Saved entries:
»»
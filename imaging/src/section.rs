//! Rectangular pixel regions
//!
//! A section is written the way array slices are written in most reduction
//! notebooks: `"[rows, cols]"`, each axis `start:stop`, zero-based and
//! half-open, with either end optional. `"[:, 2055:]"` selects every row of
//! the columns from 2055 to the right edge.

use serde::{Deserialize, Serialize};
use std::fmt;
use std::ops::Range;
use std::str::FromStr;

#[derive(Debug, Clone, PartialEq, Eq, thiserror::Error)]
pub enum SectionError {
    #[error("Malformed section '{0}': expected \"[rows, cols]\" with start:stop on each axis")]
    Malformed(String),
    #[error("Section {section} is outside a {width}x{height} image")]
    OutOfBounds {
        section: Section,
        width: usize,
        height: usize,
    },
    #[error("Section {0} selects no pixels")]
    Empty(Section),
}

/// One axis of a section; `None` ends mean "from the start" / "to the end"
#[derive(Debug, Clone, Copy, PartialEq, Eq, Default)]
pub struct AxisSlice {
    pub start: Option<usize>,
    pub stop: Option<usize>,
}

impl AxisSlice {
    pub fn new(start: Option<usize>, stop: Option<usize>) -> Self {
        Self { start, stop }
    }

    pub fn full() -> Self {
        Self::default()
    }

    /// Concrete range against an axis of length `len`
    fn resolve(&self, len: usize) -> Option<Range<usize>> {
        let start = self.start.unwrap_or(0);
        let stop = self.stop.unwrap_or(len);
        if start > stop || stop > len {
            return None;
        }
        Some(start..stop)
    }
}

impl fmt::Display for AxisSlice {
    fn fmt(&self, f: &mut fmt::Formatter<'_>) -> fmt::Result {
        if let Some(start) = self.start {
            write!(f, "{}", start)?;
        }
        write!(f, ":")?;
        if let Some(stop) = self.stop {
            write!(f, "{}", stop)?;
        }
        Ok(())
    }
}

impl FromStr for AxisSlice {
    type Err = ();

    fn from_str(s: &str) -> Result<Self, Self::Err> {
        let bound = |part: &str| -> Result<Option<usize>, ()> {
            let part = part.trim();
            if part.is_empty() {
                Ok(None)
            } else {
                part.parse().map(Some).map_err(|_| ())
            }
        };
        match s.split_once(':') {
            Some((start, stop)) => Ok(Self::new(bound(start)?, bound(stop)?)),
            None => Err(()),
        }
    }
}

/// A rectangular region, rows first
#[derive(Debug, Clone, Copy, PartialEq, Eq, Default, Serialize, Deserialize)]
#[serde(try_from = "String", into = "String")]
pub struct Section {
    pub rows: AxisSlice,
    pub cols: AxisSlice,
}

/// Resolved section bounds
#[derive(Debug, Clone, PartialEq, Eq)]
pub struct Region {
    pub rows: Range<usize>,
    pub cols: Range<usize>,
}

impl Region {
    pub fn width(&self) -> usize {
        self.cols.len()
    }

    pub fn height(&self) -> usize {
        self.rows.len()
    }
}

impl Section {
    pub fn new(rows: AxisSlice, cols: AxisSlice) -> Self {
        Self { rows, cols }
    }

    /// Every row, columns `start..`
    pub fn columns_from(start: usize) -> Self {
        Self::new(AxisSlice::full(), AxisSlice::new(Some(start), None))
    }

    /// Every row, columns `..stop`
    pub fn columns_until(stop: usize) -> Self {
        Self::new(AxisSlice::full(), AxisSlice::new(None, Some(stop)))
    }

    /// Resolve against an image of the given size
    pub fn resolve(&self, width: usize, height: usize) -> Result<Region, SectionError> {
        let out_of_bounds = || SectionError::OutOfBounds {
            section: *self,
            width,
            height,
        };
        let rows = self.rows.resolve(height).ok_or_else(out_of_bounds)?;
        let cols = self.cols.resolve(width).ok_or_else(out_of_bounds)?;
        if rows.is_empty() || cols.is_empty() {
            return Err(SectionError::Empty(*self));
        }
        Ok(Region { rows, cols })
    }
}

impl fmt::Display for Section {
    fn fmt(&self, f: &mut fmt::Formatter<'_>) -> fmt::Result {
        write!(f, "[{}, {}]", self.rows, self.cols)
    }
}

impl FromStr for Section {
    type Err = SectionError;

    fn from_str(s: &str) -> Result<Self, Self::Err> {
        let malformed = || SectionError::Malformed(s.to_string());
        let inner = s
            .trim()
            .strip_prefix('[')
            .and_then(|rest| rest.strip_suffix(']'))
            .ok_or_else(malformed)?;
        let (rows, cols) = inner.split_once(',').ok_or_else(malformed)?;
        Ok(Self {
            rows: rows.parse().map_err(|_| malformed())?,
            cols: cols.parse().map_err(|_| malformed())?,
        })
    }
}

impl TryFrom<String> for Section {
    type Error = SectionError;

    fn try_from(value: String) -> Result<Self, Self::Error> {
        value.parse()
    }
}

impl From<Section> for String {
    fn from(section: Section) -> Self {
        section.to_string()
    }
}
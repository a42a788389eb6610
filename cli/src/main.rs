//! `ccdcal` command line
//!
//! ```text
//! ccdcal summary raw/ --keywords IMAGETYP,EXPTIME,FILTER
//! ccdcal calibrate --raw raw/ --masters reduced/ --output reduced/ --preset cryogenic
//! ccdcal nearest --exposure 310 --candidates 100,300
//! ```

use anyhow::{Context, Result};
use ccdcal_pipeline::{
    find_nearest_dark_exposure, run_calibration, CalibrationRecipe, ImageFileCollection,
    RecipePreset, RunConfig, DEFAULT_DARK_TOLERANCE,
};
use clap::{Args, Parser, Subcommand};
use std::path::PathBuf;
use tracing_subscriber::layer::SubscriberExt;
use tracing_subscriber::util::SubscriberInitExt;

#[derive(Debug, Parser)]
#[command(author, version, about = "CCD image calibration")]
struct Cli {
    #[command(subcommand)]
    command: Command,
}

#[derive(Debug, Subcommand)]
enum Command {
    /// Print one row per FITS file with selected header keywords
    Summary {
        /// Directory to scan
        dir: PathBuf,
        /// Comma-separated header keywords
        #[arg(long, value_delimiter = ',', default_values = ["IMAGETYP", "EXPTIME", "FILTER", "COMBINED"])]
        keywords: Vec<String>,
    },
    /// Calibrate every science frame in a directory
    Calibrate(CalibrateArgs),
    /// Find the dark exposure time nearest to an image exposure time
    Nearest {
        #[arg(long)]
        exposure: f64,
        /// Comma-separated dark exposure times
        #[arg(long, value_delimiter = ',', required = true)]
        candidates: Vec<f64>,
        #[command(flatten)]
        tolerance: ToleranceArgs,
    },
}

#[derive(Debug, Args)]
struct CalibrateArgs {
    /// Directory of raw science frames
    #[arg(long)]
    raw: PathBuf,
    /// Directory of combined bias, dark and flat frames
    #[arg(long)]
    masters: PathBuf,
    /// Directory for calibrated frames
    #[arg(long)]
    output: PathBuf,
    /// Built-in recipe: cryogenic or thermoelectric
    #[arg(long, value_parser = parse_preset, conflicts_with = "recipe", required_unless_present = "recipe")]
    preset: Option<RecipePreset>,
    /// Recipe JSON file
    #[arg(long)]
    recipe: Option<PathBuf>,
    #[command(flatten)]
    tolerance: ToleranceArgs,
    /// Write a before/after PNG next to each calibrated frame
    #[arg(long)]
    preview: bool,
    /// Write the run report as JSON to this file instead of stdout
    #[arg(long)]
    report: Option<PathBuf>,
}

#[derive(Debug, Args)]
struct ToleranceArgs {
    /// Largest accepted exposure difference in seconds
    #[arg(long, value_parser = parse_tolerance, conflicts_with = "no_tolerance")]
    tolerance: Option<f64>,
    /// Accept the nearest dark however far its exposure is
    #[arg(long)]
    no_tolerance: bool,
}

impl ToleranceArgs {
    /// `None` leaves the configured tolerance alone
    fn resolve(&self) -> Option<Option<f64>> {
        if self.no_tolerance {
            Some(None)
        } else {
            self.tolerance.map(Some)
        }
    }
}

fn parse_preset(s: &str) -> Result<RecipePreset, String> {
    s.parse().map_err(|e: ccdcal_pipeline::PipelineError| e.to_string())
}

fn parse_tolerance(s: &str) -> Result<f64, String> {
    let tolerance: f64 = s.trim().parse().map_err(|e| format!("{}", e))?;
    if !tolerance.is_finite() || tolerance < 0.0 {
        return Err(format!("must be a non-negative number of seconds, got {}", s));
    }
    Ok(tolerance)
}

fn init_logging() {
    use tracing_subscriber::fmt;
    use tracing_subscriber::EnvFilter;

    let env_filter = EnvFilter::try_from_default_env().unwrap_or_else(|_| EnvFilter::new("info"));
    let console_layer = fmt::layer().with_target(false).with_writer(std::io::stderr);

    tracing_subscriber::registry()
        .with(env_filter)
        .with(console_layer)
        .init();
}

fn summary(dir: PathBuf, keywords: &[String]) -> Result<()> {
    let collection = ImageFileCollection::open(&dir)
        .with_context(|| format!("Failed to scan {}", dir.display()))?;
    let keys: Vec<&str> = keywords.iter().map(String::as_str).collect();

    let mut rows = vec![std::iter::once("file").chain(keys.iter().copied()).map(str::to_string).collect::<Vec<_>>()];
    rows.extend(collection.summary(&keys));

    let columns = rows.first().map(Vec::len).unwrap_or(0);
    let widths: Vec<usize> = (0..columns)
        .map(|c| rows.iter().map(|r| r[c].len()).max().unwrap_or(0))
        .collect();
    for row in &rows {
        let line: Vec<String> = row
            .iter()
            .zip(&widths)
            .map(|(cell, width)| format!("{:<width$}", cell, width = width))
            .collect();
        println!("{}", line.join("  ").trim_end());
    }
    Ok(())
}

fn calibrate(args: CalibrateArgs) -> Result<()> {
    let mut recipe = match (&args.recipe, args.preset) {
        (Some(path), _) => CalibrationRecipe::from_json_file(path)
            .with_context(|| format!("Failed to load recipe {}", path.display()))?,
        (None, Some(preset)) => CalibrationRecipe::preset(preset),
        (None, None) => anyhow::bail!("either --preset or --recipe is required"),
    };
    if let Some(tolerance) = args.tolerance.resolve() {
        recipe.dark.tolerance = tolerance;
    }

    let config = RunConfig {
        raw_dir: args.raw,
        masters_dir: args.masters,
        output_dir: args.output,
        recipe,
        write_previews: args.preview,
    };

    let progress = |percent: f64, message: String| {
        tracing::debug!("[{:>5.1}%] {}", percent, message);
    };
    let report = run_calibration(&config, Some(&progress)).context("Calibration failed")?;

    let json = serde_json::to_string_pretty(&report)?;
    match args.report {
        Some(path) => std::fs::write(&path, json)
            .with_context(|| format!("Failed to write report {}", path.display()))?,
        None => println!("{}", json),
    }
    Ok(())
}

fn nearest(exposure: f64, candidates: &[f64], tolerance: &ToleranceArgs) -> Result<()> {
    let tolerance = tolerance.resolve().unwrap_or(Some(DEFAULT_DARK_TOLERANCE));
    let closest = find_nearest_dark_exposure(exposure, candidates.iter().copied(), tolerance)?;
    println!("{}", closest);
    Ok(())
}

fn run(cli: Cli) -> Result<()> {
    match cli.command {
        Command::Summary { dir, keywords } => summary(dir, &keywords),
        Command::Calibrate(args) => calibrate(args),
        Command::Nearest {
            exposure,
            candidates,
            tolerance,
        } => nearest(exposure, &candidates, &tolerance),
    }
}

fn main() {
    let cli = Cli::parse();
    init_logging();

    if let Err(err) = run(cli) {
        eprintln!("error: {:#}", err);
        std::process::exit(1);
    }
}

#[cfg(test)]
mod tests {
    use super::*;
    use clap::CommandFactory;

    #[test]
    fn test_cli_definition_is_valid() {
        Cli::command().debug_assert();
    }

    #[test]
    fn test_calibrate_requires_preset_or_recipe() {
        let parsed = Cli::try_parse_from(["ccdcal", "calibrate", "--raw", "r", "--masters", "m", "--output", "o"]);
        assert!(parsed.is_err());

        let parsed = Cli::try_parse_from([
            "ccdcal", "calibrate", "--raw", "r", "--masters", "m", "--output", "o", "--preset", "cryogenic",
            "--no-tolerance",
        ])
        .unwrap();
        match parsed.command {
            Command::Calibrate(args) => {
                assert_eq!(args.preset, Some(RecipePreset::Cryogenic));
                assert_eq!(args.tolerance.resolve(), Some(None));
            }
            other => panic!("unexpected command {other:?}"),
        }
    }

    #[test]
    fn test_tolerance_flags_conflict() {
        let parsed = Cli::try_parse_from([
            "ccdcal", "nearest", "--exposure", "310", "--candidates", "100,300", "--tolerance", "1", "--no-tolerance",
        ]);
        assert!(parsed.is_err());
    }

    #[test]
    fn test_tolerance_must_be_finite_and_non_negative() {
        for bad in ["--tolerance=-1", "--tolerance=nan", "--tolerance=inf"] {
            let parsed = Cli::try_parse_from(["ccdcal", "nearest", "--exposure", "310", "--candidates", "300", bad]);
            assert!(parsed.is_err(), "{bad} was accepted");
        }

        let parsed = Cli::try_parse_from(["ccdcal", "nearest", "--exposure", "310", "--candidates", "300", "--tolerance", "10"])
            .unwrap();
        match parsed.command {
            Command::Nearest { tolerance, .. } => assert_eq!(tolerance.resolve(), Some(Some(10.0))),
            other => panic!("unexpected command {other:?}"),
        }
    }

    #[test]
    fn test_nearest_parses_candidates() {
        let parsed = Cli::try_parse_from(["ccdcal", "nearest", "--exposure", "300.2", "--candidates", "100,300"]).unwrap();
        match parsed.command {
            Command::Nearest { exposure, candidates, tolerance } => {
                assert_eq!(exposure, 300.2);
                assert_eq!(candidates, vec![100.0, 300.0]);
                assert_eq!(tolerance.resolve(), None);
                assert!(nearest(exposure, &candidates, &tolerance).is_ok());
                assert!(nearest(310.0, &candidates, &tolerance).is_err());
            }
            other => panic!("unexpected command {other:?}"),
        }
    }
}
««
• [Goal of the exercise]: Start with the line above that contains "Self::default()" and end with the line that contains "let part = part.trim();". Write out those lines exactly, and only those.

• [Exercise answer]:
        Self::default()
    }

    /// Concrete range against an axis of length `len`
    fn resolve(&self, len: usize) -> Option<Range<usize>> {
        let start = self.start.unwrap_or(0);
        let stop = self.stop.unwrap_or(len);
        if start > stop || stop > len {
            return None;
        }
        Some(start..stop)
    }
}

impl fmt::Display for AxisSlice {
    fn fmt(&self, f: &mut fmt::Formatter<'_>) -> fmt::Result {
        if let Some(start) = self.start {
            write!(f, "{}", start)?;
        }
        write!(f, ":")?;
        if let Some(stop) = self.stop {
            write!(f, "{}", stop)?;
        }
        Ok(())
    }
}

impl FromStr for AxisSlice {
    type Err = ();

    fn from_str(s: &str) -> Result<Self, Self::Err> {
        let bound = |part: &str| -> Result<Option<usize>, ()> {
            let part = part.trim();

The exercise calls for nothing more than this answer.